James F. McClure, The Experiences of a Course Embedded Consultant
James McClure then provided his experiences as a course embedded consultant working with a class of developmental writers in an English 102 class. He explained his role as a CEC involved working exclusively with 1 class throughout a semester, meeting with each student one-on-one at least 8 times, and offering students support outside of the temporal and spatial bounds of the classroom. He highlighted how many students at this institution are non-traditional and marginalized, and this course set-up allowed for them to negotiate, following bell hooks, the power structures of the class as they dismantled the traditional and oppressive power structure of writing as they determined what it meant for them. As a CEC he saw how the contracts helped students to set their own criteria for writing and to work with, instead of against, the stresses of the class to meet these self-defined goals. The combination of contracts and ePortfolios helped to demystify the process for many student as they learned to negotiate their own standards of learning with the experiences of writing with and for their class peers and a larger audience through the ePortfolios. This allowed for student risk-taking that otherwise wouldn’t be possible in more traditional grading structures, allowing them the space to explore what they are actually interested in with the room to be a self-determined student, without the pressures of their work being graded by some outside standard.
Other Highlights
To conclude the panel and transition into Q&A, the panelists highlighted some of the ways in which the student population and institutional requirements influenced their pedagogical choices.

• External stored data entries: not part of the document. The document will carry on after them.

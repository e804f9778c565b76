use weathervane_core::{AppError, LocationError};
use weathervane_weather::LocationError as SourceLocationError;

use super::IntoAppError;

impl IntoAppError for SourceLocationError {
    fn into_app_error(self) -> AppError {
        let mapped = match self {
            SourceLocationError::Unavailable => LocationError::Unavailable,
            SourceLocationError::Timeout => LocationError::Timeout,
            SourceLocationError::Other(detail) => LocationError::Other(detail),
        };
        AppError::Location(mapped)
    }
}
//! Application layer for Weathervane: view state, the async weather
//! service and the mapping of library errors to user-facing messages.

pub mod error_mapping;
pub mod services;
pub mod state;

pub use error_mapping::{user_message, IntoAppError};
pub use services::{FetchOutcome, WeatherService, WeatherServiceMessage};
pub use state::{RequestId, ViewEvent, ViewState};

They also discussed using WordPress as a platform and their ongoing conversations with students. They all highlighted the ways in which the ePortfolios and the contracts offer students a way into conversations that gives them a sense of belonging to the EKU and academic communities. They stressed the importance of ongoing dialogue, honesty with students about struggles, and allowing students to take control and use their own expertise to teach and support each other.
Takeaways
The panel itself offered an optimism for this approach, with a lot of excitement for the possibilities within students exploration and products. The combination of ePortfolios and grading contracts was presented as a valuable pedagogical choice for first-year writing. At times, the presentation relied heavily on the localized context, and there would have been a benefit more concrete takeaways for attendees own current or future pedagogies. For example, the CEC was a unique angle in the intersection and making connections to other types of consulting and tutoring spaces could have illuminated how to support the pedagogy in different contexts. The combination of theory, practice, and experience allowed for thinking deeply about the context at EKU while imagining possibilities for other contexts, but some additional thoughts on transfer to new contexts would have been a welcome addition. A real strength of the presentation was how clearly students own their classroom performances and how the contracts and ePortfolios allowed students to experience their agency through laboring and celebrating the products of that labor.